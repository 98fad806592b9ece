#[cfg(test)]
mod merge_test;

use crate::bundle::{
    self,
    meta::{MetaError, MetaFile},
    Format,
};
use std::{
    collections::{btree_map::Entry, BTreeMap},
    ffi::OsStr,
    fs::{self, OpenOptions},
    io,
    path::{Path, PathBuf},
};
use thiserror::Error;
use tracing::{debug, info, instrument, warn};

#[derive(Error, Debug)]
pub enum MergeError {
    #[error("Failed to access {path:?}")]
    Io {
        path: PathBuf,
        #[source]
        source: io::Error,
    },
    #[error("Meta data of {stem} exists as {existing} in {first:?} and as {incoming} in {second:?}")]
    IncompatibleFormats {
        stem: String,
        existing: Format,
        incoming: Format,
        first: PathBuf,
        second: PathBuf,
    },
    #[error("Failed to merge meta data file {path:?}")]
    Meta {
        path: PathBuf,
        #[source]
        source: MetaError,
    },
}

fn io_error(path: &Path) -> impl FnOnce(io::Error) -> MergeError + '_ {
    move |source| MergeError::Io {
        path: path.to_path_buf(),
        source,
    }
}

fn meta_error(path: &Path) -> impl FnOnce(MetaError) -> MergeError + '_ {
    move |source| MergeError::Meta {
        path: path.to_path_buf(),
        source,
    }
}

/// Consolidates the bundles below `directory` that belong to `folder_name`.
///
/// Discovery is purely name based: every directory called `<folder_name>-tmp-<index>` is a
/// temporary bundle, every `<folder_name>-<number>` an earlier result. Unrelated experiments
/// sharing a directory must therefore use folder names that are not prefixes of each other.
#[derive(Debug, Clone)]
pub struct MergeEngine {
    directory: PathBuf,
    folder_name: String,
}

impl MergeEngine {
    pub fn new(directory: &Path, folder_name: &str) -> Self {
        Self {
            directory: directory.to_path_buf(),
            folder_name: folder_name.to_string(),
        }
    }

    /// the canonical bundle `<directory>/<folder_name>`
    pub fn target(&self) -> PathBuf {
        self.directory.join(&self.folder_name)
    }

    /// first name out of `<folder_name>`, `<folder_name>-1`, ... that is not taken yet
    pub fn free_target(&self) -> PathBuf {
        let mut target = self.target();
        let mut index = 1;

        while target.exists() {
            target = self.directory.join(format!("{}-{index}", self.folder_name));
            index += 1;
        }

        target
    }

    /// sub directories of `directory` whose name is accepted by `index_of`, sorted by index
    fn bundles_by(
        &self,
        index_of: impl Fn(&str) -> Option<usize>,
    ) -> Result<Vec<PathBuf>, MergeError> {
        if !self.directory.is_dir() {
            return Ok(Vec::new());
        }

        let mut bundles = BTreeMap::new();
        for entry in fs::read_dir(&self.directory).map_err(io_error(&self.directory))? {
            let path = entry.map_err(io_error(&self.directory))?.path();
            if !path.is_dir() {
                continue;
            }

            if let Some(index) = path.file_name().and_then(OsStr::to_str).and_then(&index_of) {
                bundles.insert(index, path);
            }
        }

        Ok(bundles.into_values().collect())
    }

    /// the temporary bundles left by parallel jobs, ordered by job index
    pub fn temp_bundles(&self) -> Result<Vec<PathBuf>, MergeError> {
        self.bundles_by(|name| bundle::temp_index(name, &self.folder_name))
    }

    /// earlier results stored next to the target as `<folder_name>-<number>`
    pub fn numbered_bundles(&self) -> Result<Vec<PathBuf>, MergeError> {
        self.bundles_by(|name| {
            name.strip_prefix(&self.folder_name)?
                .strip_prefix('-')?
                .parse()
                .ok()
        })
    }

    /// Merge all temporary bundles and, with `consolidate`, every numbered sibling into the
    /// target. Returns the resulting bundle, or `None` if there was nothing to merge.
    ///
    /// Format conflicts and unreadable meta data are detected before anything is moved, so a
    /// failed merge leaves every bundle untouched.
    #[instrument(skip(self), fields(directory = ?self.directory, folder = %self.folder_name), level = "info")]
    pub fn merge(&self, consolidate: bool) -> Result<Option<PathBuf>, MergeError> {
        let temporary = self.temp_bundles()?;

        let mut involved = temporary.clone();
        if consolidate {
            involved.extend(self.numbered_bundles()?);
            involved.push(self.target());
        }
        check_formats(&involved)?;

        let mut result = None;
        if let Some((seed, others)) = temporary.split_first() {
            let target = self.free_target();
            info!(seed = ?seed, target = ?target, "Merging {} temporary bundles", temporary.len());

            fs::rename(seed, &target).map_err(io_error(seed))?;
            for source in others {
                merge_bundle(source, &target)?;
            }
            result = Some(target);
        } else {
            debug!("No temporary bundles to merge");
        }

        if consolidate {
            let target = self.target();
            for source in self.numbered_bundles()? {
                if target.exists() {
                    merge_bundle(&source, &target)?;
                } else {
                    debug!(source = ?source, "Promoting bundle to {target:?}");
                    fs::rename(&source, &target).map_err(io_error(&source))?;
                }
            }

            if target.is_dir() {
                result = Some(target);
            }
        }

        Ok(result)
    }
}

/// Fail if the same problem is stored with different meta data formats anywhere in `bundles`,
/// or if any meta data file cannot be read back.
pub fn check_formats(bundles: &[PathBuf]) -> Result<(), MergeError> {
    let mut seen: BTreeMap<String, (Format, PathBuf)> = BTreeMap::new();

    for directory in bundles.iter().filter(|directory| directory.is_dir()) {
        for entry in fs::read_dir(directory).map_err(io_error(directory))? {
            let path = entry.map_err(io_error(directory))?.path();
            let (Some(format), Some(stem)) = (
                Format::of(&path),
                path.file_stem().and_then(OsStr::to_str),
            ) else {
                continue;
            };
            MetaFile::load(&path).map_err(meta_error(&path))?;

            match seen.entry(stem.to_string()) {
                Entry::Occupied(entry) => {
                    let (existing, first) = entry.get();
                    if *existing != format {
                        return Err(MergeError::IncompatibleFormats {
                            stem: stem.to_string(),
                            existing: *existing,
                            incoming: format,
                            first: first.clone(),
                            second: path.clone(),
                        });
                    }
                }
                Entry::Vacant(entry) => {
                    entry.insert((format, path.clone()));
                }
            }
        }
    }

    Ok(())
}

/// Move the contents of `source` into `target`, combining meta data and appending raw data
/// files, then remove `source`.
pub fn merge_bundle(source: &Path, target: &Path) -> Result<(), MergeError> {
    debug!(source = ?source, target = ?target, "Merging bundle");
    fs::create_dir_all(target).map_err(io_error(target))?;

    for entry in fs::read_dir(source).map_err(io_error(source))? {
        let path = entry.map_err(io_error(source))?.path();
        if !path.is_file() || Format::of(&path).is_none() {
            continue;
        }

        let Some(file_name) = path.file_name() else {
            continue;
        };
        let target_meta = target.join(file_name);
        merge_meta(&path, &target_meta)?;

        if let (Some(source_data), Some(target_data)) =
            (bundle::data_dir_of(&path), bundle::data_dir_of(&target_meta))
        {
            if source_data.is_dir() {
                append_data(&source_data, &target_data)?;
            }
        }
    }

    if let Err(error) = fs::remove_dir(source) {
        warn!(source = ?source, error = %error, "Bundle is not empty after merging, leaving it in place");
    }

    Ok(())
}

fn merge_meta(source: &Path, target: &Path) -> Result<(), MergeError> {
    if !target.exists() {
        return fs::rename(source, target).map_err(io_error(source));
    }

    let mut existing = MetaFile::load(target).map_err(meta_error(target))?;
    let incoming = MetaFile::load(source).map_err(meta_error(source))?;
    existing.absorb(incoming).map_err(meta_error(target))?;
    existing.store(target).map_err(meta_error(target))?;

    fs::remove_file(source).map_err(io_error(source))
}

/// append every raw data file of `source` to its namesake in `target`
fn append_data(source: &Path, target: &Path) -> Result<(), MergeError> {
    fs::create_dir_all(target).map_err(io_error(target))?;

    for entry in fs::read_dir(source).map_err(io_error(source))? {
        let path = entry.map_err(io_error(source))?.path();
        let Some(file_name) = path.file_name().filter(|_| path.is_file()) else {
            continue;
        };
        let target_file = target.join(file_name);

        let mut input = fs::File::open(&path).map_err(io_error(&path))?;
        let mut output = OpenOptions::new()
            .create(true)
            .append(true)
            .open(&target_file)
            .map_err(io_error(&target_file))?;
        io::copy(&mut input, &mut output).map_err(io_error(&target_file))?;

        fs::remove_file(&path).map_err(io_error(&path))?;
    }

    if let Err(error) = fs::remove_dir(source) {
        warn!(source = ?source, error = %error, "Data directory is not empty after merging");
    }

    Ok(())
}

+ + + +

ACTIVITY: The response must consist solely of the lines from the top of the records through the line holding "Discovery is purely", copied word for word.

RESULT FOR THIS EXERCISE:
repository 98fad806592b9ece
#[cfg(test)]
mod merge_test;

use crate::bundle::{
    self,
    meta::{MetaError, MetaFile},
    Format,
};
use std::{
    collections::{btree_map::Entry, BTreeMap},
    ffi::OsStr,
    fs::{self, OpenOptions},
    io,
    path::{Path, PathBuf},
};
use thiserror::Error;
use tracing::{debug, info, instrument, warn};

#[derive(Error, Debug)]
pub enum MergeError {
    #[error("Failed to access {path:?}")]
    Io {
        path: PathBuf,
        #[source]
        source: io::Error,
    },
    #[error("Meta data of {stem} exists as {existing} in {first:?} and as {incoming} in {second:?}")]
    IncompatibleFormats {
        stem: String,
        existing: Format,
        incoming: Format,
        first: PathBuf,
        second: PathBuf,
    },
    #[error("Failed to merge meta data file {path:?}")]
    Meta {
        path: PathBuf,
        #[source]
        source: MetaError,
    },
}

fn io_error(path: &Path) -> impl FnOnce(io::Error) -> MergeError + '_ {
    move |source| MergeError::Io {
        path: path.to_path_buf(),
        source,
    }
}

fn meta_error(path: &Path) -> impl FnOnce(MetaError) -> MergeError + '_ {
    move |source| MergeError::Meta {
        path: path.to_path_buf(),
        source,
    }
}

/// Consolidates the bundles below `directory` that belong to `folder_name`.
///
/// Discovery is purely name based: every directory called `<folder_name>-tmp-<index>` is a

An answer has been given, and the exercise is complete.